Va però sottolineato che il marchio è francese, ma le moto arrivano dalla cinese Shineray: nome ricorrente di questi tempi, vista la recente collaborazione con la rinata SWM. Le moto arrivano alla sede della Fantic Motor parzialmente smontate: dopodiché si procede all'assemblaggio completo, al relativo protocollo di verifiche ed a un breve rodaggio pre-consegna ai concessionari.  

La locandina del cult movie MASH del 1970
La locandina del cult movie MASH del 1970

Le piacevoli motoleggere di cui sopra, del resto, sono evidentemente ispirate proprio a modelli inglesi e giapponesi degli anni sessanta/settanta. E se alcune versioni da 125 e 250 cc abbinano allo stile retrò qualche nota tecnica più vicina ai giorni nostri (tipo forcelle a steli rovesciati e freni a disco anche posteriormente), la Five Hundred - come del resto la rinata Yamaha SR400 e le stesse Kawasaki W650 e 800 - posteriormente monta il suo bravo freno a tamburo.

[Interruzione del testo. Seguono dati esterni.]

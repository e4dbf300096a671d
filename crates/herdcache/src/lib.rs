//! Cache-aside caching with request coalescing and tiered storage.
//!
//! See the [`caching`] module for an overview of how the layers fit together.

#[macro_use]
pub mod metrics;

pub mod caching;
pub mod config;
pub mod logging;
pub mod utils;
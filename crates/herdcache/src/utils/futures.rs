/// Execute a callback on dropping of the container type.
///
/// The callback must not panic under any circumstance. Since it is called while dropping an item,
/// this might result in aborting program execution.
pub struct CallOnDrop {
    f: Option<Box<dyn FnOnce() + Send + 'static>>,
}

impl CallOnDrop {
    /// Creates a new `CallOnDrop`.
    pub fn new<F: FnOnce() + Send + 'static>(f: F) -> CallOnDrop {
        CallOnDrop {
            f: Some(Box::new(f)),
        }
    }
}

impl Drop for CallOnDrop {
    fn drop(&mut self) {
        if let Some(f) = self.f.take() {
            f();
        }
    }
}
//! Stateless UI rendering for the game and its history.

use ratatui::{
    Frame,
    layout::{Alignment, Constraint, Direction, Layout, Rect},
    style::{Color, Modifier, Style},
    text::{Line, Span},
    widgets::{Block, Borders, List, ListItem, ListState, Paragraph},
};
use rewind_tictactoe::{Player, Position, Square, winning_line};

use super::app::{App, Focus};

/// Renders the board, status line and history list.
pub fn draw(frame: &mut Frame, app: &App) {
    let chunks = Layout::default()
        .direction(Direction::Vertical)
        .constraints([
            Constraint::Length(3), // Title
            Constraint::Min(13),   // Board + history
            Constraint::Length(3), // Status
            Constraint::Length(1), // Help
        ])
        .split(frame.area());

    let title = Paragraph::new("Rewind - Tic Tac Toe")
        .style(Style::default().fg(Color::Cyan).add_modifier(Modifier::BOLD))
        .alignment(Alignment::Center);
    frame.render_widget(title, chunks[0]);

    let panes = Layout::default()
        .direction(Direction::Horizontal)
        .constraints([Constraint::Percentage(55), Constraint::Percentage(45)])
        .split(chunks[1]);

    draw_board(frame, panes[0], app);
    draw_history(frame, panes[1], app);

    let game = app.game();
    let status = match app.message() {
        Some(message) if !message.is_empty() => format!("{}  ({})", game.status(), message),
        _ => game.status().to_string(),
    };
    let status_text = Paragraph::new(status)
        .style(Style::default().fg(Color::Yellow))
        .alignment(Alignment::Center)
        .block(Block::default().borders(Borders::ALL));
    frame.render_widget(status_text, chunks[2]);

    let help = Paragraph::new("Arrows: move | Enter: play/jump | 1-9: play cell | Tab: switch pane | q: quit")
        .style(Style::default().fg(Color::DarkGray))
        .alignment(Alignment::Center);
    frame.render_widget(help, chunks[3]);
}

fn pane_block(title: &str, focused: bool) -> Block<'_> {
    let style = if focused {
        Style::default().fg(Color::White)
    } else {
        Style::default().fg(Color::DarkGray)
    };
    Block::default()
        .borders(Borders::ALL)
        .title(title)
        .border_style(style)
}

fn draw_board(frame: &mut Frame, area: Rect, app: &App) {
    let block = pane_block("Board", app.focus() == Focus::Board);
    let inner = block.inner(area);
    frame.render_widget(block, area);

    let board_area = center_rect(inner, 23, 11);
    let rows = Layout::default()
        .direction(Direction::Vertical)
        .constraints([
            Constraint::Length(3),
            Constraint::Length(1),
            Constraint::Length(3),
            Constraint::Length(1),
            Constraint::Length(3),
        ])
        .split(board_area);

    let highlight = winning_line(app.game().current_step().board())
        .map(|(_, line)| line.to_vec())
        .unwrap_or_default();

    for (row, cells) in Position::ALL.chunks(3).enumerate() {
        let cols = Layout::default()
            .direction(Direction::Horizontal)
            .constraints([
                Constraint::Length(7),
                Constraint::Length(1),
                Constraint::Length(7),
                Constraint::Length(1),
                Constraint::Length(7),
            ])
            .split(rows[row * 2]);

        for (col, &pos) in cells.iter().enumerate() {
            draw_cell(frame, cols[col * 2], app, pos, highlight.contains(&pos));
            if col < 2 {
                draw_separator_vertical(frame, cols[col * 2 + 1]);
            }
        }
        if row < 2 {
            draw_separator(frame, rows[row * 2 + 1]);
        }
    }
}

fn draw_cell(frame: &mut Frame, area: Rect, app: &App, pos: Position, winning: bool) {
    let square = app.game().current_step().board().get(pos);

    let (symbol, base_style) = match square {
        Square::Empty => (
            format!("{}", pos.to_index() + 1),
            Style::default().fg(Color::DarkGray),
        ),
        Square::Occupied(Player::X) => (
            "X".to_string(),
            Style::default().fg(Color::Blue).add_modifier(Modifier::BOLD),
        ),
        Square::Occupied(Player::O) => (
            "O".to_string(),
            Style::default().fg(Color::Red).add_modifier(Modifier::BOLD),
        ),
    };

    let style = if pos == app.cursor() && app.focus() == Focus::Board {
        base_style.bg(Color::White).fg(Color::Black)
    } else if winning {
        base_style.bg(Color::Green)
    } else {
        base_style
    };

    // Middle line of the 3-row cell.
    let text = vec![
        Line::from(""),
        Line::from(Span::styled(format!(" {symbol} "), style)),
    ];
    frame.render_widget(Paragraph::new(text).alignment(Alignment::Center), area);
}

fn draw_separator(frame: &mut Frame, area: Rect) {
    let sep = Paragraph::new("───────┼───────┼───────").style(Style::default().fg(Color::DarkGray));
    frame.render_widget(sep, area);
}

fn draw_separator_vertical(frame: &mut Frame, area: Rect) {
    let sep = Paragraph::new("│\n│\n│").style(Style::default().fg(Color::DarkGray));
    frame.render_widget(sep, area);
}

fn draw_history(frame: &mut Frame, area: Rect, app: &App) {
    let game = app.game();
    let items: Vec<ListItem> = game
        .entries()
        .map(|(index, label)| {
            let style = if index == game.active_index() {
                Style::default().fg(Color::Yellow).add_modifier(Modifier::BOLD)
            } else {
                Style::default()
            };
            let marker = if index == game.active_index() { "▶" } else { " " };
            ListItem::new(format!("{marker} {}. {}", index, label.jump_text())).style(style)
        })
        .collect();

    let focused = app.focus() == Focus::History;
    let list = List::new(items)
        .block(pane_block("History", focused))
        .highlight_style(if focused {
            Style::default().add_modifier(Modifier::REVERSED)
        } else {
            Style::default()
        });

    let mut state = ListState::default().with_selected(Some(app.selected()));
    frame.render_stateful_widget(list, area, &mut state);
}

fn center_rect(area: Rect, width: u16, height: u16) -> Rect {
    let vert = Layout::default()
        .direction(Direction::Vertical)
        .constraints([
            Constraint::Length((area.height.saturating_sub(height)) / 2),
            Constraint::Length(height),
            Constraint::Min(0),
        ])
        .split(area);

    Layout::default()
        .direction(Direction::Horizontal)
        .constraints([
            Constraint::Length((area.width.saturating_sub(width)) / 2),
            Constraint::Length(width),
            Constraint::Min(0),
        ])
        .split(vert[1])[1]
}
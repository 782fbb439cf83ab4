//! Alternating turn invariant: players take turns.

use super::Invariant;
use crate::GameHistory;

/// Invariant: each step hands the turn to the other player.
pub struct AlternatingTurnInvariant;

impl Invariant<GameHistory> for AlternatingTurnInvariant {
    fn holds(game: &GameHistory) -> bool {
        game.steps()
            .windows(2)
            .all(|pair| pair[1].next() == pair[0].next().opponent())
    }

    fn description() -> &'static str {
        "Turns alternate between X and O"
    }
}
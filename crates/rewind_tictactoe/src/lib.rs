//! Tic-tac-toe game core with a time-travel move history.
//!
//! The crate is free of I/O. A rendering layer reads the current
//! [`Step`] from a [`GameHistory`] and sends plays and jumps back in.
//!
//! # Example
//!
//! ```
//! use rewind_tictactoe::{GameHistory, Player, Position};
//!
//! let mut game = GameHistory::new();
//! for pos in [0, 3, 1, 4, 2] {
//!     game.play_cell(Position::from_index(pos).unwrap());
//! }
//! assert_eq!(game.current_step().winner(), Some(Player::X));
//! assert_eq!(game.status().to_string(), "Winner: X");
//!
//! game.jump_to(2).unwrap();
//! game.play_cell(Position::Center);
//! assert_eq!(game.len(), 4);
//! assert_eq!(game.active_index(), 3);
//! ```

#![warn(missing_docs)]
#![forbid(unsafe_code)]

mod action;
mod history;
pub mod invariants;
mod position;
pub mod rules;
mod step;
mod types;

pub use action::{Applied, Command, CommandParseError, parse_script};
pub use history::{GameHistory, HistoryError, IgnoreReason, PlayOutcome, Status};
pub use position::Position;
pub use rules::{check_winner, winning_line};
pub use step::{Step, StepLabel};
pub use types::{Board, Player, Square};
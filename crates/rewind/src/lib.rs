//! Rewind - terminal tic-tac-toe with time travel.
//!
//! The rendering layer around [`rewind_tictactoe`]: an interactive
//! terminal UI, a scripted replay command, configuration and logging.
//!
//! # Architecture
//!
//! - **Config**: optional TOML file with log and UI settings
//! - **TUI**: ratatui board, status line and jumpable history list
//! - **Replay**: apply a command script and print or serialize the result

#![warn(missing_docs)]
#![forbid(unsafe_code)]

pub mod cli;
pub mod config;
pub mod logging;
pub mod replay;
pub mod tui;

pub use cli::{Cli, Command};
pub use config::{ConfigError, DEFAULT_CONFIG_PATH, RewindConfig};
pub use replay::{HistoryEntry, Snapshot, replay, run_replay, write_text};
pub use tui::{App, AppAction, Focus, run_tui};
//! Rewind - tic-tac-toe with time travel.

use anyhow::{Context, Result};
use clap::Parser;
use rewind::{Cli, Command, RewindConfig, logging, run_replay, run_tui};
use tracing::info;

fn main() -> Result<()> {
    // Load .env file
    dotenvy::dotenv().ok();

    let cli = Cli::parse();
    let config = RewindConfig::load(cli.config.as_deref()).context("Failed to load configuration")?;

    match cli.command.unwrap_or(Command::Play) {
        Command::Play => {
            logging::init_file_logging(&config)?;
            run_tui(&config)
        }
        Command::Replay { script, json } => {
            logging::init_stderr_logging(&config);
            info!(%script, json, "Replaying script");
            let stdout = std::io::stdout();
            run_replay(&script, json, &mut stdout.lock())
        }
    }
}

La denominazione Five Hundred, cioè cinquecento, non deve però trarre in inganno, visto che in effetti stiamo parlando di una 400 cc. Così come i due collettori di scarico separati che terminano in altrettanti silenziatori a bottiglia, chiaramente ispirati alle moto inglesi (e quindi anche giapponesi) di mezzo secolo fa, a prima vista possono far pensare ai più distratti che stiamo parlando di una bicilindrica, anziché ad una mono con testata a 4 valvole.

Detto ciò, sottolineiamo che il prezzo della Five Hundred, che al momento del lancio in Francia venne fissato in 3.990 euro, con l’anno nuovo è salito a quota 4.190. Mentre da noi, che simpaticamente ci godiamo anche l’I.v.a. al 22%, il prezzo è stabilito in 4.490 euro, franco concessionario. A questo punto magari qualcuno arriccerà un po’ il naso, ma la Mash Five Hundred è comunque la più a buon mercato della sua categoria.

Quanto ai colori disponibili (per il solo serbatoio, chiaramente) abbiamo il rosso rubino ed il nero, in entrambi i casi abbinati all’argento metallizzato.

 

Lo stile

Classicamente classico, vien da dire: serbatoio a goccia, con i suoi bravi poggia-ginocchia in gomma, e tappo a baionetta con serratura protetta; sella lineare con cuciture superiori trasversali, cinghia per il passeggero e bordini bianchi laterali. E poi, i soffietti in gomma a protezione degli steli forcella; i fianchetti neri incastonati nelle “v” del telaio; il piccolo portapacchi in acciaio nero. Per finire con la coppia di strumenti analogici circolari, con quadranti a fondo bianco e retroilluminati (ma solo nella metà superiore, stranamente….): a sinistra il tachimetro con scala in km e miglia, che ospita i contakm totale e parziale e le spie di frecce e abbagliante; a destra il contagiri, con fondo scala a 10.000 (ma il limitatore in realtà taglia appena sopra gli 8.000) e con le spie del folle, dell’iniezione e della riserva. Mentre la piastra di sterzo alloggia il blocchetto di accensione, con relativo bloccasterzo.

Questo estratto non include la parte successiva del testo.